Je dis souvent que les récits de guerre, ce n'est pas mon truc. Et pourtant, quand c'est écrit avec autant de force, de finesse et de poésie ici, je ne peux que réviser mon avis.

Les éditions IMHO porte à notre connaissance un oneshot qui pourrait sembler fragile et anecdotique mais qui révèle tout le traumatisme de cette guerre passé encore de nos jours sur les Japonais. Car c'est une oeuvre de commande que nous avons à l'origine, celle d'un tantô (responsable éditorial) originaire d'Okinawa qui a demandé à son jeune poulain de s'intéresser à ce contexte qui lui est si familier. Machiko Kyo, encore jeune mangaka alors malgré de jolis débuts d'abord sur son blog avec des mangas à la page, puis avec des oneshots traitant de sa jeunesse, décide de prendre le sujet à bras le corps, et elle le fait avec grande émotion.

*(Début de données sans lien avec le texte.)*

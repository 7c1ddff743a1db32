// Copyright (c) 2025-2026 Federico Hoerth <memparanoid@gmail.com>
// SPDX-License-Identifier: GPL-3.0-only
// See LICENSE in the repository root for full license text.

//! [`DecodeBuffer`] over any [`std::io::Read`].

use std::io::{ErrorKind, Read};

use crate::error::DecodeError;
use crate::traits::DecodeBuffer;

/// Adapts a reader to the decoders.
///
/// End of stream maps to [`DecodeError::TruncatedInput`], any other I/O
/// failure to [`DecodeError::Io`]. Bytes pulled from the reader by a failed
/// read are lost, as with [`Read::read_exact`].
#[derive(Debug)]
pub struct IoSource<R> {
    inner: R,
    bytes_read: u64,
}

impl<R: Read> IoSource<R> {
    pub fn new(inner: R) -> Self {
        Self {
            inner,
            bytes_read: 0,
        }
    }

    /// Total bytes handed to decoders so far.
    pub fn bytes_read(&self) -> u64 {
        self.bytes_read
    }

    pub fn get_ref(&self) -> &R {
        &self.inner
    }

    pub fn into_inner(self) -> R {
        self.inner
    }
}

impl<R: Read> DecodeBuffer for IoSource<R> {
    #[inline(always)]
    fn read_byte(&mut self) -> Result<u8, DecodeError> {
        let mut byte = [0u8; 1];
        self.read_exact(&mut byte)?;

        Ok(byte[0])
    }

    fn read_exact(&mut self, dst: &mut [u8]) -> Result<(), DecodeError> {
        self.inner.read_exact(dst).map_err(|e| {
            if e.kind() == ErrorKind::UnexpectedEof {
                DecodeError::TruncatedInput
            } else {
                DecodeError::Io(e.kind())
            }
        })?;
        self.bytes_read += dst.len() as u64;

        Ok(())
    }
}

Nous avons déjà un titre en France qui parle très bien de cette guerre dans les îles : Péliliu, et ici on retrouve un peu un petit quelque chose de la façon de faire de son auteur. A nouveau, l'autrice se sert de l'imaginaire pour évoquer et camoufler quand même un peu toute la violence de ce moment. Sa métaphore à elle : le cocon du ver à soie qui est cultivé sur l'île. Le groupe de collégiennes que nous suivons va ainsi tenter de survivre et se protéger en restant à l'intérieur de ce cocon et on comprend parce qu'il y aurait de quoi devenir fou rien qu'avec ce qui en filtre.

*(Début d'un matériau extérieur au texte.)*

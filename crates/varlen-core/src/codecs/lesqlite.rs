// Copyright (c) 2025-2026 Federico Hoerth <memparanoid@gmail.com>
// SPDX-License-Identifier: GPL-3.0-only
// See LICENSE in the repository root for full license text.

//! Little-endian SQLite-style varint (leSQLite).
//!
//! ```text
//! B0        bytes  value
//! 0-184     1      B0
//! 185-248   2      185 + 256 * (B0 - 185) + B1
//! 249-255   3-9    (B0 - 247) little-endian bytes
//! ```
//!
//! More than 7 bits fit in 1 byte and a bit more than 14 bits in 2 bytes, at
//! the cost of a 3-byte tier that only holds 16 bits. The wide tiers decode
//! with a single unaligned load.

use crate::codec_buffer::CodecBuffer;
use crate::error::{DecodeError, EncodeError};
use crate::primitives::{byte_of, octets};
use crate::traits::{DecodeBuffer, VarintCodec};

const ONE_BYTE_MAX: u64 = 184;
const TWO_BYTE_MAX: u64 = 16559;
const WIDE_TIER_BASE: u8 = 247;

#[derive(Debug, Clone, Copy, Default, PartialEq, Eq, Hash)]
pub struct LeSqlite;

impl VarintCodec for LeSqlite {
    type Value = u64;

    const NAME: &'static str = "lesqlite";
    const SIGNED: bool = false;
    const MAX_ENCODED_LEN: usize = 9;

    fn encoded_len(value: u64) -> Result<usize, EncodeError> {
        let len = if value <= ONE_BYTE_MAX {
            1
        } else if value <= TWO_BYTE_MAX {
            2
        } else {
            1 + octets(value, 2)
        };

        Ok(len)
    }

    fn try_encode_into(value: u64, buf: &mut CodecBuffer) -> Result<(), EncodeError> {
        if value <= ONE_BYTE_MAX {
            buf.write_byte(byte_of(value, Self::NAME)?)?;
        } else if value <= TWO_BYTE_MAX {
            let adjusted = value - 185;
            buf.write_byte(byte_of(185 + adjusted / 256, Self::NAME)?)?;
            buf.write_byte(byte_of(adjusted % 256, Self::NAME)?)?;
        } else {
            let len = octets(value, 2);
            buf.write_byte(WIDE_TIER_BASE + len as u8)?;
            buf.write_slice(&value.to_le_bytes()[..len])?;
        }

        Ok(())
    }

    fn decode_from<B: DecodeBuffer + ?Sized>(buf: &mut B) -> Result<u64, DecodeError> {
        let first = buf.read_byte()?;

        match first {
            0..=184 => Ok(u64::from(first)),
            185..=248 => {
                let low = buf.read_byte()?;
                Ok(185 + 256 * u64::from(first - 185) + u64::from(low))
            }
            _ => buf.read_uint_le(usize::from(first - WIDE_TIER_BASE)),
        }
    }
}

A l'aide de chapitres courts et toujours poignants et émouvants, Machiko Kyo, à l'aide des témoignages qu'elle a recueillis, nous plonge dans l'horreur de ce moment. Elle débute avec légèreté alors que les filles vont encore à l'école tandis que les bombardements ont à peine commencé, puis très vite nous plonge dans un quotidien bien plus brutal et sordide fait de chairs mutilées, d'esprits battant la campagne, de corps dépérissant et de toutes les violences de la guerre que vous pouvez imaginer. C'est brutal, c'est cru.

Nos héroïnes, bien courageuses, se retrouvent ballotées au milieu de tout ça. Elles trouvent ensemble des stratégies pour survivre aussi bien physiquement que psychiquement. Elles sont en plein coeur de l'horreur et l'autrice nous montre sans phare l'embrigadement psychologique qu'elles ont subi pour participer à cela par amour de l'Empereur. C'est terrible. On a mal pour elles en permanence. On a peur pour elles également et on est bouleversés par ce qui leur arrive tour à tour, à chacune. 

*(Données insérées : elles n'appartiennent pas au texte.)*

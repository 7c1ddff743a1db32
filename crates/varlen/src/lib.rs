// Copyright (c) 2025-2026 Federico Hoerth <memparanoid@gmail.com>
// SPDX-License-Identifier: GPL-3.0-only
// See LICENSE in the repository root for full license text.

//! <p align="center"><em>Variable-length integer codecs for Rust.</em></p>
//!
//! ---
//!
//! Varlen packs 64-bit integers into as few bytes as their magnitude needs,
//! in eight wire formats found in the wild.
//!
//! # Codecs
//!
//! | Codec               | Name            | Domain          | Max bytes |
//! |---------------------|-----------------|-----------------|-----------|
//! | [`UnsignedLeb128`]  | `uleb128`       | `u64`           | 10        |
//! | [`SignedLeb128`]    | `sleb128`       | `i64`           | 10        |
//! | [`Vlq`]             | `vlq`           | `u64`           | 10        |
//! | [`PrefixVarint`]    | `prefix-varint` | `u64`           | 9         |
//! | [`Sqlite4Vli`]      | `sqlite4-vli`   | `u64`           | 9         |
//! | [`LeSqlite`]        | `lesqlite`      | `u64`           | 9         |
//! | [`LeSqlite2`]       | `lesqlite2`     | `u64`           | 9         |
//! | [`UnrealSignedVlq`] | `unreal-vlq`    | `\|i\| < 2^35`  | 5         |
//!
//! Every encoder emits the shortest (canonical) form. Decoders accept
//! over-long forms and stop at the end of the first value, leaving any
//! trailing bytes in the source.
//!
//! # Installation
//!
//! ```toml
//! [dependencies]
//! varlen = "0.1.0-rc.1"
//! ```
//!
//! Features:
//! - **`std`** (default): [`IoSource`] over any [`std::io::Read`]
//! - **`tracing`**: `trace`/`debug` events from [`CodecKind`] dispatch
//! - **`test-utils`**: error-injecting sources and vector assertions under `support`
//!
//! # Quick Start
//!
//! ```rust
//! use varlen::{DecodeError, UnsignedLeb128, VarintCodec};
//!
//! let bytes = UnsignedLeb128::encode(624485)?;
//! assert_eq!(bytes, [0xE5, 0x8E, 0x26]);
//!
//! assert_eq!(UnsignedLeb128::decode(&bytes), Ok(624485));
//! assert_eq!(UnsignedLeb128::decode(&bytes[..2]), Err(DecodeError::TruncatedInput));
//! # Ok::<(), varlen::EncodeError>(())
//! ```
//!
//! ## Streams
//!
//! Decoders read from any [`DecodeBuffer`]. Slices advance in place:
//!
//! ```rust
//! use varlen::{Sqlite4Vli, VarintCodec};
//!
//! let bytes = Sqlite4Vli::encode_all(&[1, 240, 2287, u64::MAX])?;
//!
//! let mut cursor = bytes.as_slice();
//! assert_eq!(Sqlite4Vli::decode_from(&mut cursor), Ok(1));
//! assert_eq!(Sqlite4Vli::decode_all(cursor), Ok(vec![240, 2287, u64::MAX]));
//! # Ok::<(), varlen::EncodeError>(())
//! ```
//!
//! ## Choosing a codec at runtime
//!
//! ```rust
//! use varlen::CodecKind;
//!
//! let kind: CodecKind = "unreal_vlq".parse()?;
//! assert_eq!(kind.encode(-74)?, [0xCA, 0x01]);
//! assert!(kind.encode(1 << 40).is_err());
//! # Ok::<(), Box<dyn std::error::Error>>(())
//! ```
#![cfg_attr(not(any(test, feature = "std")), no_std)]

pub use varlen_core::{
    CodecBuffer, CodecBufferError, CodecKind, DecodeBuffer, DecodeError, DomainError, EncodeError,
    LeSqlite, LeSqlite2, MAX_ENCODED_LEN, PrefixVarint, SignedLeb128, Sqlite4Vli,
    UNREAL_MAX_MAGNITUDE, UnknownCodecError, UnrealSignedVlq, UnsignedLeb128, VarintCodec, Vlq,
    byte_of,
};

#[cfg(feature = "std")]
pub use varlen_core::IoSource;

#[cfg(feature = "test-utils")]
pub use varlen_core::support;
// Copyright (c) 2025-2026 Federico Hoerth <memparanoid@gmail.com>
// SPDX-License-Identifier: GPL-3.0-only
// See LICENSE in the repository root for full license text.

//! Unsigned LEB128, as used by DWARF and WebAssembly.
//!
//! Each byte carries 7 bits of data, least-significant group first. The MSB
//! is a continuation flag, set on every byte but the last.
//!
//! ```text
//! 624485 = 0b100110_0001110_1100101
//!        -> 0xE5 0x8E 0x26
//! ```

use crate::codec_buffer::CodecBuffer;
use crate::error::{DecodeError, EncodeError};
use crate::primitives::{byte_of, septets};
use crate::traits::{DecodeBuffer, VarintCodec};

#[derive(Debug, Clone, Copy, Default, PartialEq, Eq, Hash)]
pub struct UnsignedLeb128;

impl VarintCodec for UnsignedLeb128 {
    type Value = u64;

    const NAME: &'static str = "uleb128";
    const SIGNED: bool = false;
    const MAX_ENCODED_LEN: usize = 10;

    #[inline(always)]
    fn encoded_len(value: u64) -> Result<usize, EncodeError> {
        Ok(septets(value))
    }

    fn try_encode_into(mut value: u64, buf: &mut CodecBuffer) -> Result<(), EncodeError> {
        loop {
            let byte = byte_of(value & 0x7F, Self::NAME)?;
            value >>= 7;

            if value == 0 {
                buf.write_byte(byte)?;
                return Ok(());
            }

            buf.write_byte(byte | 0x80)?;
        }
    }

    fn decode_from<B: DecodeBuffer + ?Sized>(buf: &mut B) -> Result<u64, DecodeError> {
        let mut result = 0u64;
        let mut shift = 0u32;

        loop {
            let byte = buf.read_byte()?;
            let group = u64::from(byte & 0x7F);

            match shift {
                0..=56 => result |= group << shift,
                // Only bit 63 is left
                63 if group <= 1 => result |= group << shift,
                // Zero padding past bit 63 is tolerated
                _ if group == 0 => {}
                _ => return Err(DecodeError::Overflow { codec: Self::NAME }),
            }

            if byte & 0x80 == 0 {
                return Ok(result);
            }

            shift = shift.saturating_add(7);
        }
    }
}
// Copyright (c) 2025-2026 Federico Hoerth <memparanoid@gmail.com>
// SPDX-License-Identifier: GPL-3.0-only
// See LICENSE in the repository root for full license text.

//! Unreal Engine package "compact index".
//!
//! Reference: <https://web.archive.org/web/20100820185656/http://unreal.epicgames.com/Packages.htm>
//!
//! ```text
//! byte 0     S C x x x x x x   sign, continuation, 6 magnitude bits
//! bytes 1-3  C x x x x x x x   continuation, 7 magnitude bits
//! byte 4     x x x x x x x x   8 magnitude bits, always last
//! ```
//!
//! Magnitude is stored least-significant group first. The cascade stops at
//! 5 bytes, which caps the magnitude at 35 bits.

use crate::codec_buffer::CodecBuffer;
use crate::error::{DecodeError, DomainError, EncodeError};
use crate::primitives::byte_of;
use crate::traits::{DecodeBuffer, VarintCodec};

/// Largest magnitude the 5-byte cascade can carry (6 + 7 + 7 + 7 + 8 bits).
pub const UNREAL_MAX_MAGNITUDE: u64 = (1 << 35) - 1;

const SIGN: u8 = 0x80;
const HEAD_MORE: u8 = 0x40;
const MORE: u8 = 0x80;
/// Index of the final byte, which carries 8 raw bits.
const LAST: usize = 4;

#[derive(Debug, Clone, Copy, Default, PartialEq, Eq, Hash)]
pub struct UnrealSignedVlq;

impl UnrealSignedVlq {
    fn magnitude(value: i64) -> Result<u64, DomainError> {
        let magnitude = value.unsigned_abs();

        if magnitude > UNREAL_MAX_MAGNITUDE {
            return Err(DomainError {
                codec: Self::NAME,
                reason: "magnitude exceeds 35 bits",
            });
        }

        Ok(magnitude)
    }
}

impl VarintCodec for UnrealSignedVlq {
    type Value = i64;

    const NAME: &'static str = "unreal-vlq";
    const SIGNED: bool = true;
    const MAX_ENCODED_LEN: usize = 5;

    fn encoded_len(value: i64) -> Result<usize, EncodeError> {
        let len = match Self::magnitude(value)? {
            0..0x40 => 1,
            0x40..0x2000 => 2,
            0x2000..0x10_0000 => 3,
            0x10_0000..0x800_0000 => 4,
            _ => 5,
        };

        Ok(len)
    }

    fn try_encode_into(value: i64, buf: &mut CodecBuffer) -> Result<(), EncodeError> {
        let magnitude = Self::magnitude(value)?;
        let len = Self::encoded_len(value)?;

        let mut head = byte_of(magnitude & 0x3F, Self::NAME)?;
        if value < 0 {
            head |= SIGN;
        }
        if len > 1 {
            head |= HEAD_MORE;
        }
        buf.write_byte(head)?;

        let mut rest = magnitude >> 6;
        for index in 1..len {
            let byte = if index == LAST {
                byte_of(rest, Self::NAME)?
            } else {
                let mut byte = byte_of(rest & 0x7F, Self::NAME)?;
                if index + 1 < len {
                    byte |= MORE;
                }
                rest >>= 7;
                byte
            };
            buf.write_byte(byte)?;
        }

        Ok(())
    }

    fn decode_from<B: DecodeBuffer + ?Sized>(buf: &mut B) -> Result<i64, DecodeError> {
        let head = buf.read_byte()?;
        let mut magnitude = u64::from(head & 0x3F);
        let mut shift = 6;
        let mut more = head & HEAD_MORE != 0;

        for index in 1..=LAST {
            if !more {
                break;
            }

            let byte = buf.read_byte()?;
            if index == LAST {
                magnitude |= u64::from(byte) << shift;
                break;
            }

            magnitude |= u64::from(byte & 0x7F) << shift;
            more = byte & MORE != 0;
            shift += 7;
        }

        // At most 35 bits, always representable
        let magnitude = magnitude as i64;

        Ok(if head & SIGN != 0 { -magnitude } else { magnitude })
    }
}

Il n'y a aucune fioriture ici. Le récit est sobre bien que porté par l'onirisme imaginé par l'autrice pour aider ses héroïnes à survivre à coup de cocons de protection et de déshumanisation des hommes en créatures blanches et sans visage pour parvenir à ne pas en avoir peur. Le dessin est d'ailleurs assez épuré, presque maladroit et enfantin. Il respire la jeunesse et offre un décalage qui apporte la lumière nécessaire pour supporter également toutes les horreurs qu'on voit, faites de chair et de sang. C'est l'âme humaine qui est capturée ici, dans sa manière d'essayer de s'échapper mais aussi parfois par la réalité qui la rattrape. Et c'est magnifique. 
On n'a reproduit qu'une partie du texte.